*** Begin section ***

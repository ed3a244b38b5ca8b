//! Higher-Kinded Type emulation through Generic Associated Types.
//!
//! Rust cannot abstract over type constructors such as `Vec<_>` or
//! `ZipperList<_>` directly. [`TypeConstructor`] names the constructor's
//! current element type and the same constructor applied to another type,
//! which is enough to state [`Functor`](super::Functor) and
//! [`Foldable`](super::Foldable) once for every container in this crate.
//!
//! # Example
//!
//! ```rust
//! use zipper_list::typeclass::TypeConstructor;
//!
//! fn rewrap<T: TypeConstructor>(_value: &T) -> Option<T::WithType<String>> {
//!     None
//! }
//!
//! let numbers = vec![1, 2, 3];
//! let strings: Option<Vec<String>> = rewrap(&numbers);
//! assert_eq!(strings, None);
//! ```

/// A type constructor applied to some element type.
///
/// # Associated Types
///
/// - `Inner`: The element type the constructor is currently applied to.
/// - `WithType<B>`: The same constructor applied to `B`.
///
/// # Laws
///
/// `<F as TypeConstructor>::WithType<F::Inner>` is `F`.
pub trait TypeConstructor {
    /// The element type, e.g. `i32` for `Vec<i32>`.
    type Inner;

    /// The same type constructor applied to a different type `B`.
    type WithType<B>: TypeConstructor<Inner = B>;
}

impl<T> TypeConstructor for Vec<T> {
    type Inner = T;
    type WithType<B> = Vec<B>;
}

#[cfg(test)]
mod tests {
    use super::*;
    use rstest::rstest;

    fn swap_inner<T: TypeConstructor>(_value: T) -> T::WithType<String>
    where
        T::WithType<String>: Default,
    {
        Default::default()
    }

    #[rstest]
    fn vec_with_type_changes_inner() {
        let empty: Vec<String> = swap_inner(vec![1, 2, 3]);
        assert!(empty.is_empty());
    }
}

*** End section ***

* Task objective
The full listing above needs to be given again exactly.

* Response
repository ed3a244b38b5ca8b
//! Higher-Kinded Type emulation through Generic Associated Types.
//!
//! Rust cannot abstract over type constructors such as `Vec<_>` or
//! `ZipperList<_>` directly. [`TypeConstructor`] names the constructor's
//! current element type and the same constructor applied to another type,
//! which is enough to state [`Functor`](super::Functor) and
//! [`Foldable`](super::Foldable) once for every container in this crate.
//!
//! # Example
//!
//! ```rust
//! use zipper_list::typeclass::TypeConstructor;
//!
//! fn rewrap<T: TypeConstructor>(_value: &T) -> Option<T::WithType<String>> {
//!     None
//! }
//!
//! let numbers = vec![1, 2, 3];
//! let strings: Option<Vec<String>> = rewrap(&numbers);
//! assert_eq!(strings, None);
//! ```

/// A type constructor applied to some element type.
///
/// # Associated Types
///
/// - `Inner`: The element type the constructor is currently applied to.
/// - `WithType<B>`: The same constructor applied to `B`.
///
/// # Laws
///
/// `<F as TypeConstructor>::WithType<F::Inner>` is `F`.
pub trait TypeConstructor {
    /// The element type, e.g. `i32` for `Vec<i32>`.
    type Inner;

    /// The same type constructor applied to a different type `B`.
    type WithType<B>: TypeConstructor<Inner = B>;
}

impl<T> TypeConstructor for Vec<T> {
    type Inner = T;
    type WithType<B> = Vec<B>;
}

#[cfg(test)]
mod tests {
    use super::*;
    use rstest::rstest;

    fn swap_inner<T: TypeConstructor>(_value: T) -> T::WithType<String>
    where
        T::WithType<String>: Default,
    {
        Default::default()
    }

    #[rstest]
    fn vec_with_type_changes_inner() {
        let empty: Vec<String> = swap_inner(vec![1, 2, 3]);
        assert!(empty.is_empty());
    }
}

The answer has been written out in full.